Between the end of November, 1903 and mid-May, 1905, Wood
deliberately
provoked disputes with the Tausugs of Jolo, the Maranaos of Lake
Lanao,
and the Maguindanaos of Cotabato with a view to administering "one
clean-cut lesson", an overwhelming and punishing military defeat
that
would force them into total submission. In hundreds of battles and
skirmishes, an estimated total of 5,000 or more Moros were killed.
A
high percentage of these were women, children, and non-combatants,
versus 200+ American dead and half-again as many wounded. Several
hundreds if not thousands of villages were looted and burned to
the
ground, crops destroyed, and livestock seized.

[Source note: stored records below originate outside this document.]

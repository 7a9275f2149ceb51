//! CLI progress callback with styled output

use crate::cli::style::{Stream, Stylize, check, cross, hyperlink_url};
use anstream::println;
use async_trait::async_trait;
use issue_batch::config::RepoConfig;
use issue_batch::submit::ProgressCallback;
use issue_batch::types::{RunSummary, SubmissionResult};

/// CLI progress callback that prints to stdout
pub struct CliProgress;

#[async_trait]
impl ProgressCallback for CliProgress {
    async fn on_batch_start(&self, total: usize, config: &RepoConfig) {
        println!(
            "Creating {} issues for {}...",
            total.accent(),
            config.repo_spec().emphasis()
        );
        println!();
    }

    async fn on_issue_created(&self, result: &SubmissionResult) {
        let number = result
            .assigned_number
            .map(|n| format!("#{n}"))
            .unwrap_or_default();
        println!(
            "{} Created: {} - {}",
            check(),
            number.accent(),
            result.descriptor.title
        );
        if let Some(url) = &result.html_url {
            println!("    {}", hyperlink_url(Stream::Stdout, url).muted());
        }
    }

    async fn on_issue_failed(&self, result: &SubmissionResult) {
        println!(
            "{} Failed to create: {}",
            cross().for_stdout(),
            result.descriptor.title
        );
        println!(
            "   Error: {}",
            result.error_detail.as_deref().unwrap_or_default().error().for_stdout()
        );
    }

    async fn on_batch_complete(&self, summary: &RunSummary) {
        let counts = format!("{}/{}", summary.succeeded, summary.total);
        println!();
        if summary.all_succeeded() {
            println!("{} {} issues created", check(), counts.accent());
        } else {
            println!(
                "{} {} issues created",
                cross().for_stdout(),
                counts.warn().for_stdout()
            );
        }
    }
}
//! Progress callback trait for interface-agnostic updates
//!
//! This trait allows different interfaces (CLI, tests, etc.) to receive
//! updates while a batch is being submitted.

use crate::config::RepoConfig;
use crate::types::{RunSummary, SubmissionResult};
use async_trait::async_trait;

/// Progress callback trait
///
/// Implement this trait to receive progress updates during a batch run.
#[async_trait]
pub trait ProgressCallback: Send + Sync {
    /// Called once before the first submission
    async fn on_batch_start(&self, total: usize, config: &RepoConfig);

    /// Called when the tracker created an issue
    async fn on_issue_created(&self, result: &SubmissionResult);

    /// Called when the tracker rejected an issue (non-fatal)
    async fn on_issue_failed(&self, result: &SubmissionResult);

    /// Called once after the last submission
    async fn on_batch_complete(&self, summary: &RunSummary);
}

/// No-op progress callback for testing or when progress isn't needed
pub struct NoopProgress;

#[async_trait]
impl ProgressCallback for NoopProgress {
    async fn on_batch_start(&self, _total: usize, _config: &RepoConfig) {}
    async fn on_issue_created(&self, _result: &SubmissionResult) {}
    async fn on_issue_failed(&self, _result: &SubmissionResult) {}
    async fn on_batch_complete(&self, _summary: &RunSummary) {}
}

In a nearly two-year fruitless pursuit of Datu Ali in Cotabato,
Wood
came close to completely destroying the economy of the
once-prosperous
Rio Grande basin. However, despite inflicting enormous pain on the
Moros, Wood never succeeded in achieving his "one clean-cut
lesson."
Getting the combative Moros to fight back proved as easy as
hitting a
wasp nest with a stick, but despite the pain they stubbornly
continued
to resist.
Unexpectedly, in mid-1905 Wood discovered he had a non-malignant,
but
life-threatening brain tumor, which mandated a return to the U.S.
for
an operation. Not entirely a success, Wood was left with partial
paralysis and periodic seizures triggered by stress, and mental
lapses,
which he tried to keep hidden from the public, and even from the
President. But shortly after his return to the Philippines,
Roosevelt
wrote a blunt letter informing him he had been made aware of his
debilitating health issues. Unless he could furnish a strong
argument
to the contrary, Roosevelt stated he would be ordered home for an
extended convalescence and reassignment. Within days and in secret
he
embarked on what would be the last and most controversial military
venture of his entire career.
The Battle of Bud Dajo (March 6-8, 1906)
In the middle of June, 1905 a
total of 610 persons, comprised of three
separate bands of people whose datus and headmen had been killed,
homes
destroyed, and crops razed in the earlier fighting, had sought
sanctuary atop a dormant volcano six miles from Jolo City named
Bud
Dajo. It was estimated that were 220 were men and they had brought
with
them 136 rifles. The remaining 390 were women and children, their
families. The largest group, about 250 in total, were led by a
Muslim
cleric named Imam Harib, and had concentrated at the top of a
trail
leading to the summit from the East side. Another 200, also led by
another cleric, Imam Sanuddin, had settled at the top of a trail
on the
West side. The remainder settled on the South side of the crater,
at
the terminus of another trail, and led by a former minor headman
named
Adam. Near the end of the year, all but a handful of the
dissidents
were convinced by the Governor of Sulu, Major Hugh L. Scott to
come
down off the mountain and return to their villages. But in early
February, while Scott was absent on medical leave in the U.S.,
they
suddenly returned to the mountain top and begun digging
fortifications
to defend against a rumored American attempt to dislodge them. By
this
time their numbers had swelled to at least 900.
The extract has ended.